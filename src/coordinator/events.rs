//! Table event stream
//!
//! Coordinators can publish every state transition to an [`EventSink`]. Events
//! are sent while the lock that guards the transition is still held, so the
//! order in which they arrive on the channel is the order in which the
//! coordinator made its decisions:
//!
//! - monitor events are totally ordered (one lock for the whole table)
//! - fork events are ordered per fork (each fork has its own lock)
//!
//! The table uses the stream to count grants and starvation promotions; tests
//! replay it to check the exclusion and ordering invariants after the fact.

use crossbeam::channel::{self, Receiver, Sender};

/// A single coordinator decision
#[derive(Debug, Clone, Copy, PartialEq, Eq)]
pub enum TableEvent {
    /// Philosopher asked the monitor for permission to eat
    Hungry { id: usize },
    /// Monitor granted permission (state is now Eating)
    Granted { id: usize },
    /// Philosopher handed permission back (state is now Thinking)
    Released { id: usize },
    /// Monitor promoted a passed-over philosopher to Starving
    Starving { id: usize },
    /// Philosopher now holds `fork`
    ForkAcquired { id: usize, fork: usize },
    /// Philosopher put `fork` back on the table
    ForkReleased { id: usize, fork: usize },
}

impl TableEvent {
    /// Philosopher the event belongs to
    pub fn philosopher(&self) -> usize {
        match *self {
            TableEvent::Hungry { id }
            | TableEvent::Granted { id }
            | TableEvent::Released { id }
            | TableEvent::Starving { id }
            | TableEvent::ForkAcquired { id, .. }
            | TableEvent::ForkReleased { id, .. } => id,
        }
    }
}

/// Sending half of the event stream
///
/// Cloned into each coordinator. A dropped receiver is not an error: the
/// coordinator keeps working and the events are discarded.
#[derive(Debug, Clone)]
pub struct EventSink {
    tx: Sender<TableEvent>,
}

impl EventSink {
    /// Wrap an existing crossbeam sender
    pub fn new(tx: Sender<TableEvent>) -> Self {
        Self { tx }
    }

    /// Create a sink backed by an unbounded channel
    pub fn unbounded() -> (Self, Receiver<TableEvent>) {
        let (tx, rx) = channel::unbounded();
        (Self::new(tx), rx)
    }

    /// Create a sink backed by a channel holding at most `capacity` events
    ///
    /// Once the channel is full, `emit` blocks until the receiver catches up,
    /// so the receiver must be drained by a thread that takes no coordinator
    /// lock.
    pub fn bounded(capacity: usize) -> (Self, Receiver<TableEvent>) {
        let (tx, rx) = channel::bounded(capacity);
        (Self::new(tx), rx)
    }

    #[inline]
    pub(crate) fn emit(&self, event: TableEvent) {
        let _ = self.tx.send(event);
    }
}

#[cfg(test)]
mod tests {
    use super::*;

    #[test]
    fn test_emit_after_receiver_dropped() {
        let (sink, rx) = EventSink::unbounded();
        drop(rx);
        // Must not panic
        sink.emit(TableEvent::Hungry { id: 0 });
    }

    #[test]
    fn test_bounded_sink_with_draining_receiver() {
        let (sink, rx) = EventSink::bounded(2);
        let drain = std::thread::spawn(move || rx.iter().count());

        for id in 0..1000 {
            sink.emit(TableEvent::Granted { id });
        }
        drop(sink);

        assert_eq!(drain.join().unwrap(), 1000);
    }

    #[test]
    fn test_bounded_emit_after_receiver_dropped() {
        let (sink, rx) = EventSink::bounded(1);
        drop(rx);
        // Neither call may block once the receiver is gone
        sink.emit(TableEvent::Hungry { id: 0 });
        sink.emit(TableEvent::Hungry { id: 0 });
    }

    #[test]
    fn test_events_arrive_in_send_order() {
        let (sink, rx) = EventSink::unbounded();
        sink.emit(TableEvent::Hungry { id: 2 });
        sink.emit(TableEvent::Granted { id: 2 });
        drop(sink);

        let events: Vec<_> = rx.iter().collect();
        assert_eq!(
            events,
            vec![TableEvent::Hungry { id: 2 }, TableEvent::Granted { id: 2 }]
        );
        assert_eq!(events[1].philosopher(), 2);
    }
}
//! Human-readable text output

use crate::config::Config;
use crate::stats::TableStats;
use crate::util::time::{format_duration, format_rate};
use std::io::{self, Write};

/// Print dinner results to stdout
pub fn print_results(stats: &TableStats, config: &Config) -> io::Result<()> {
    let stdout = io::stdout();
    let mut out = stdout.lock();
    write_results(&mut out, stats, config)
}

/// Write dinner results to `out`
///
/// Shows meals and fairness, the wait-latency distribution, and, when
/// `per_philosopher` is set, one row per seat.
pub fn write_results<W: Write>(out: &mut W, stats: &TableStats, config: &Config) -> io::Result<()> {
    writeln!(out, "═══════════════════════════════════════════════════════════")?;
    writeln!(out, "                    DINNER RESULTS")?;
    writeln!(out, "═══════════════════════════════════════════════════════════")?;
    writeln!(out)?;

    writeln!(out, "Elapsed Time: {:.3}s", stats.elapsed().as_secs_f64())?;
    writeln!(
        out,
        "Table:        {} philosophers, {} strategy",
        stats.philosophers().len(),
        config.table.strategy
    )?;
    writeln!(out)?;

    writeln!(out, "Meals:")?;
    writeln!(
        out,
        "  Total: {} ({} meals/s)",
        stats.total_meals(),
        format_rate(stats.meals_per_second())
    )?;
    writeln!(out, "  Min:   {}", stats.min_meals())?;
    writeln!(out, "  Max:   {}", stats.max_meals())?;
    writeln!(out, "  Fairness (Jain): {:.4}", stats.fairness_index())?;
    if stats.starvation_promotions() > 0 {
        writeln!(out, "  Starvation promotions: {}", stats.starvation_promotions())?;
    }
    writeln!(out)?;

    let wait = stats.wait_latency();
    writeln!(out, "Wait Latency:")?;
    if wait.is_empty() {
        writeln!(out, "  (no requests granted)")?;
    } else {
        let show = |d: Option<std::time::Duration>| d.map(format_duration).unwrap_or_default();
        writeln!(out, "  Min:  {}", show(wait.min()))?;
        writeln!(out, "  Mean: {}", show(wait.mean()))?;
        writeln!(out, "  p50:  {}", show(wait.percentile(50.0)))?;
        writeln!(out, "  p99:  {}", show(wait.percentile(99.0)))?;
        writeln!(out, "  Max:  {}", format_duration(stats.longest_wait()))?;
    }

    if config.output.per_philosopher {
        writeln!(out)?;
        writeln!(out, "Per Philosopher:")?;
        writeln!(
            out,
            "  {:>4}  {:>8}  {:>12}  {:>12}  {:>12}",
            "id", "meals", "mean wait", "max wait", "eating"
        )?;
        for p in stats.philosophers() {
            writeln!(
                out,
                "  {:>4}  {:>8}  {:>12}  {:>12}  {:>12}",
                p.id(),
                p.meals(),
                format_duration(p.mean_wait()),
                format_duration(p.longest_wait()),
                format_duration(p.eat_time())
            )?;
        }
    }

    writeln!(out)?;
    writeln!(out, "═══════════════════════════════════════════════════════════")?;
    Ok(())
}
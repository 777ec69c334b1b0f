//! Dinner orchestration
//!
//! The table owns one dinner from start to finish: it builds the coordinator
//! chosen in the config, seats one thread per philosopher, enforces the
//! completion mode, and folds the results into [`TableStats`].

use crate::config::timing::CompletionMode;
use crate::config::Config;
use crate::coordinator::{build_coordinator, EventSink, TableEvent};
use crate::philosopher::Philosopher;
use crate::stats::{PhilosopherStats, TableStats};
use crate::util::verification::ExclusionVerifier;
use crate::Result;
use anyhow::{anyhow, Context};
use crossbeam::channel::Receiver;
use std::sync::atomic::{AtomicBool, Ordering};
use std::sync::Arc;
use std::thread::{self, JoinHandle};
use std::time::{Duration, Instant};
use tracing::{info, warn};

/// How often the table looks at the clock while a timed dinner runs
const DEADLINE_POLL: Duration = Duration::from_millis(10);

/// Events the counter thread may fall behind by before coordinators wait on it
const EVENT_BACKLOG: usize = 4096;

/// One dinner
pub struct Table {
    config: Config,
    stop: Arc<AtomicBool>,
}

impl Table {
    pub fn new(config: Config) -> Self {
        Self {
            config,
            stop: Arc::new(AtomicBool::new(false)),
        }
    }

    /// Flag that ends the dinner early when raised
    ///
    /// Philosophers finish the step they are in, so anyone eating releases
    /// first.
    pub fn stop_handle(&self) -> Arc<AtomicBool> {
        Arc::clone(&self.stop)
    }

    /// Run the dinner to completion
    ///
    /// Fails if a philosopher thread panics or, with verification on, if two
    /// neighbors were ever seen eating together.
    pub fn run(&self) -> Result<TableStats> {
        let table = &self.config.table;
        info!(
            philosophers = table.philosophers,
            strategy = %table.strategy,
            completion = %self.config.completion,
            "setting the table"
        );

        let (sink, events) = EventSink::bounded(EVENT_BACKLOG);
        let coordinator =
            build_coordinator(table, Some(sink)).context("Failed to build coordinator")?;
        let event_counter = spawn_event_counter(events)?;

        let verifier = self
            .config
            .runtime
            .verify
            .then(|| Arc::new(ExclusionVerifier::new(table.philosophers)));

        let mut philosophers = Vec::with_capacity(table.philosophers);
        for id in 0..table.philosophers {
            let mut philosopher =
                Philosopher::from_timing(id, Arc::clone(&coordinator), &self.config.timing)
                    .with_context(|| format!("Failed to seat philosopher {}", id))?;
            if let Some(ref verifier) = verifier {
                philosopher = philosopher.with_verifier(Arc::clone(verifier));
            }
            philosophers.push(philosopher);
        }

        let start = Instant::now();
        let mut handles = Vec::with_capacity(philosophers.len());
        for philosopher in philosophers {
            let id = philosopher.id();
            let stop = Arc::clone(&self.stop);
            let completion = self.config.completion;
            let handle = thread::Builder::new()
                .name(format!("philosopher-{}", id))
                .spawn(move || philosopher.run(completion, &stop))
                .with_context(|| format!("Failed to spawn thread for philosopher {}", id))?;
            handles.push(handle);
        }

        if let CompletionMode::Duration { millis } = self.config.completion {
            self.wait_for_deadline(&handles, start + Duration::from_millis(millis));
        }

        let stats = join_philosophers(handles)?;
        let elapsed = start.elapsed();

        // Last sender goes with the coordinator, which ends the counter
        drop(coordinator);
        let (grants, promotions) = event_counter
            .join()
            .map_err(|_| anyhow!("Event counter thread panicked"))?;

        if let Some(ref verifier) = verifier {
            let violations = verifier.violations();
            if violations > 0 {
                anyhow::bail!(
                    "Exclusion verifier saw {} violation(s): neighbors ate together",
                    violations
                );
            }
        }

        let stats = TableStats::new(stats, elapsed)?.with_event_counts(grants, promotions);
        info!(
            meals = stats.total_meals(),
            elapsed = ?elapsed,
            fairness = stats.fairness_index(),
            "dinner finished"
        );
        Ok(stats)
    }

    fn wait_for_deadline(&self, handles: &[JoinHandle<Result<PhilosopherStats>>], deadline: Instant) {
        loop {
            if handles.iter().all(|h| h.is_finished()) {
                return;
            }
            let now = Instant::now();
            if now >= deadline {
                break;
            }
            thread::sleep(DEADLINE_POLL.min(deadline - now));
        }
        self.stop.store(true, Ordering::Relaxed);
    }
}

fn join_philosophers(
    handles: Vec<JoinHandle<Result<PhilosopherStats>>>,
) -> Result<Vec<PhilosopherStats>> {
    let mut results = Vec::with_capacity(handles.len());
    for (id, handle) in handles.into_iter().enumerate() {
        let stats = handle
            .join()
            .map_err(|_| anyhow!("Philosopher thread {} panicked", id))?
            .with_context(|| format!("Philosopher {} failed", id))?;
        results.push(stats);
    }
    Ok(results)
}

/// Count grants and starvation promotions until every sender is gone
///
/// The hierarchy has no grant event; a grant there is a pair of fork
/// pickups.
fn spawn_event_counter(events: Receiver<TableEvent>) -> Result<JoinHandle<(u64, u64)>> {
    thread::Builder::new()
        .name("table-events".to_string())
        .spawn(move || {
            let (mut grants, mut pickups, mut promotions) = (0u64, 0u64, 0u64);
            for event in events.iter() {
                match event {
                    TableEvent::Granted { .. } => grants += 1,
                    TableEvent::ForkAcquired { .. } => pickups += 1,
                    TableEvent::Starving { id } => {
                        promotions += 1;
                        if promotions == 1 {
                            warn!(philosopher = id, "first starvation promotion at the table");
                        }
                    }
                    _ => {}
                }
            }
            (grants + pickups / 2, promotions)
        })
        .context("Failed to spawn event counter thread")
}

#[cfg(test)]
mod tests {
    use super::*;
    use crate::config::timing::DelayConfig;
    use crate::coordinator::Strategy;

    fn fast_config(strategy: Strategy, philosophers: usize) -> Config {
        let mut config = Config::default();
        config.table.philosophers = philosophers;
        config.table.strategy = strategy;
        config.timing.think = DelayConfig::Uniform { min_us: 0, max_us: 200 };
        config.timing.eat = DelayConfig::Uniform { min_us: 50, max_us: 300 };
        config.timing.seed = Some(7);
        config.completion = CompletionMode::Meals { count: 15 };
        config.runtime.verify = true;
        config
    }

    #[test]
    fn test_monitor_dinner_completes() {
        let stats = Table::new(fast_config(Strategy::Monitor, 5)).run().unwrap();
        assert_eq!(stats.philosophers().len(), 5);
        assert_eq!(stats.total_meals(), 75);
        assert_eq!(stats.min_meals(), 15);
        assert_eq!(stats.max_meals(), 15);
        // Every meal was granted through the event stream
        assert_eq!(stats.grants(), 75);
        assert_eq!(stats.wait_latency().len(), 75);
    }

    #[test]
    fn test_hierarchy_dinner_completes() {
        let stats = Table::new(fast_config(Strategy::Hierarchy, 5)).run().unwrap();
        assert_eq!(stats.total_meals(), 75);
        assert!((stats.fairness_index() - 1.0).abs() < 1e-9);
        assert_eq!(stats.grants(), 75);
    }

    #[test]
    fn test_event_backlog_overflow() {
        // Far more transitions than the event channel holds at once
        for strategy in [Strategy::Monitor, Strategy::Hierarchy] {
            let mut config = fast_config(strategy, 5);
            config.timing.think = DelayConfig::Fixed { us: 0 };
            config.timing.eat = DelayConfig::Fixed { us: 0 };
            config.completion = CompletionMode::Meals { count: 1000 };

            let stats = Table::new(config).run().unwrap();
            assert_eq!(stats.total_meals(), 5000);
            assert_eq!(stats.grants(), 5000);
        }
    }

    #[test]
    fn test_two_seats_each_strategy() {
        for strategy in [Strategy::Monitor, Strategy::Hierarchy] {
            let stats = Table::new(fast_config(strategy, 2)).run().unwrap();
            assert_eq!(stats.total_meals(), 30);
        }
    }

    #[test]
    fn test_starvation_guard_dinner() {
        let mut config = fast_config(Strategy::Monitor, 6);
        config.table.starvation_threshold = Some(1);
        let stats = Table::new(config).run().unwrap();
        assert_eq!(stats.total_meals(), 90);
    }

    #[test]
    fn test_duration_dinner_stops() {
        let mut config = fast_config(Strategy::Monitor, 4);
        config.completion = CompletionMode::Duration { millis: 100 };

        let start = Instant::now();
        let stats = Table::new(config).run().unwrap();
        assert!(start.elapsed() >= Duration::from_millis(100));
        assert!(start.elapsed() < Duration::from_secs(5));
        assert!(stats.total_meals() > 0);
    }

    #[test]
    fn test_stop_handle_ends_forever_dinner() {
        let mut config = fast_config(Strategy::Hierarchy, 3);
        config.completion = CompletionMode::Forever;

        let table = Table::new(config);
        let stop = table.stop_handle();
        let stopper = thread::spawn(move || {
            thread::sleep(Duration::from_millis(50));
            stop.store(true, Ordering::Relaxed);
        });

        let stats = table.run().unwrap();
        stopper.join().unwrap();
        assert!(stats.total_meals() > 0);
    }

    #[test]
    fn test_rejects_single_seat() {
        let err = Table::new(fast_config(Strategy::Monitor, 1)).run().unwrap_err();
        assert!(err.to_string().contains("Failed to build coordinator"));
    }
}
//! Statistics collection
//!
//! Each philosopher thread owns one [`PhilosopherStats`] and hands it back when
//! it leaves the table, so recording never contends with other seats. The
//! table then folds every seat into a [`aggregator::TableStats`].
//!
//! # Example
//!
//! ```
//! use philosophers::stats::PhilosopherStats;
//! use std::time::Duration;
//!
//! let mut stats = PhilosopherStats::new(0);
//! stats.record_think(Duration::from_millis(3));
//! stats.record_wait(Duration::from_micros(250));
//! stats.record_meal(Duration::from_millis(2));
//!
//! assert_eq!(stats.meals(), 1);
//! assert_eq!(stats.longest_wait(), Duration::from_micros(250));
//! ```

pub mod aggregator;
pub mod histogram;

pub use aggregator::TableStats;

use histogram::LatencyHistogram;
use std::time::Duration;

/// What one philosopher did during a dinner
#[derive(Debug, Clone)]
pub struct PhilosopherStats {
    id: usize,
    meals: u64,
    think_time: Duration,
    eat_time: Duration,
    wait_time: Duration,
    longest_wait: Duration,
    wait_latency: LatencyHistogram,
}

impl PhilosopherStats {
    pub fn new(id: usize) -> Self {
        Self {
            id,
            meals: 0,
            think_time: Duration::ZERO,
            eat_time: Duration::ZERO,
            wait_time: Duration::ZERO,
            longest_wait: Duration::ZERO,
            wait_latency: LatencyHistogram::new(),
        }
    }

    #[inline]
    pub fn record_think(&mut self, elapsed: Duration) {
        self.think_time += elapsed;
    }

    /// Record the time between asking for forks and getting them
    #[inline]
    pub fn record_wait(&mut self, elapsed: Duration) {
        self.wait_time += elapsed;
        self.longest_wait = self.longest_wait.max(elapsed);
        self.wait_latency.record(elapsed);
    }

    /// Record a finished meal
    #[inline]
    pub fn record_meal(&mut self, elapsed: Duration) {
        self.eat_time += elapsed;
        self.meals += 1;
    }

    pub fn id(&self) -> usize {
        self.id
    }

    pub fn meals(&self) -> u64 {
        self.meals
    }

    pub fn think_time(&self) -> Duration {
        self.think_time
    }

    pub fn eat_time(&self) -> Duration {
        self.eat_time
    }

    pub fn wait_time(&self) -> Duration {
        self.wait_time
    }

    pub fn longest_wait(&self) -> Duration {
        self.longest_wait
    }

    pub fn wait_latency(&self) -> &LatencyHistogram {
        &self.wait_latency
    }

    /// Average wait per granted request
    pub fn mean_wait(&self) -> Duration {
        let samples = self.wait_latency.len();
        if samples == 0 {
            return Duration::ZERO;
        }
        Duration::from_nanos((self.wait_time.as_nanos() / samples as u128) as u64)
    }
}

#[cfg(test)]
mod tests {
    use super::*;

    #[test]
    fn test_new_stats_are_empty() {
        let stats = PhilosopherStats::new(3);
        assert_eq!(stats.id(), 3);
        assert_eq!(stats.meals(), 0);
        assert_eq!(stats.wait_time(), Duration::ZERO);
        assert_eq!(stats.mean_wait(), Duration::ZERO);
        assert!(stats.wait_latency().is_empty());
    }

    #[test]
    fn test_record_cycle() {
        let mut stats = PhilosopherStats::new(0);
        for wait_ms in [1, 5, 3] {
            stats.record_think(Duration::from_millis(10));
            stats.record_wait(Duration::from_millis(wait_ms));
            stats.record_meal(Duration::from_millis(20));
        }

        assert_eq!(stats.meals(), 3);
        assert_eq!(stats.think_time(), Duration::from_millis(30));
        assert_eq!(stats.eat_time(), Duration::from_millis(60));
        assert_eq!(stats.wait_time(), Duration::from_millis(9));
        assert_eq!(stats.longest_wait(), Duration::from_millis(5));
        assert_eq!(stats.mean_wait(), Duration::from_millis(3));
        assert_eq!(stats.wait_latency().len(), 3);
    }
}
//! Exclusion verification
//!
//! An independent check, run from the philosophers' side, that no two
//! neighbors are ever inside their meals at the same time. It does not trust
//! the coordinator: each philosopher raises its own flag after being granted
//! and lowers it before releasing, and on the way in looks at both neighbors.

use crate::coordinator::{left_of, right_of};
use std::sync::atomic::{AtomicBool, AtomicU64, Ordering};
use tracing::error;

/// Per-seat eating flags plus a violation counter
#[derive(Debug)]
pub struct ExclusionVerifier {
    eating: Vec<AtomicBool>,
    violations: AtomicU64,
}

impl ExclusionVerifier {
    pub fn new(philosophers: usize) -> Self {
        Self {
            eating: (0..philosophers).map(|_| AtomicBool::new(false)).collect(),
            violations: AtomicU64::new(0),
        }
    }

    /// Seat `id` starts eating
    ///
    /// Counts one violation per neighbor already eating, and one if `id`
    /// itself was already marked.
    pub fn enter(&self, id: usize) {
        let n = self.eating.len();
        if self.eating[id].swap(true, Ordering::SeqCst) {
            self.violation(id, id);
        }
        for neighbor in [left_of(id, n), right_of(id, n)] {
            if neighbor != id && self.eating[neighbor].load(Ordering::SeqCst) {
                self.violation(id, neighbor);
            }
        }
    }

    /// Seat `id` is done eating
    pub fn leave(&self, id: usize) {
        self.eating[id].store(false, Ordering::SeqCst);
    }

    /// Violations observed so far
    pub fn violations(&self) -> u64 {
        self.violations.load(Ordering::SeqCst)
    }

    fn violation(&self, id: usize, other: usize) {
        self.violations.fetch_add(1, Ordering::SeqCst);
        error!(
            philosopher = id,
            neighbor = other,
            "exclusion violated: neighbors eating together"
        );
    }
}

======

Exercise brief: Show each line of the data that contains the string "stdout".

Task output:
/// Print dinner results to stdout
    let stdout = io::stdout();
    let mut out = stdout.lock();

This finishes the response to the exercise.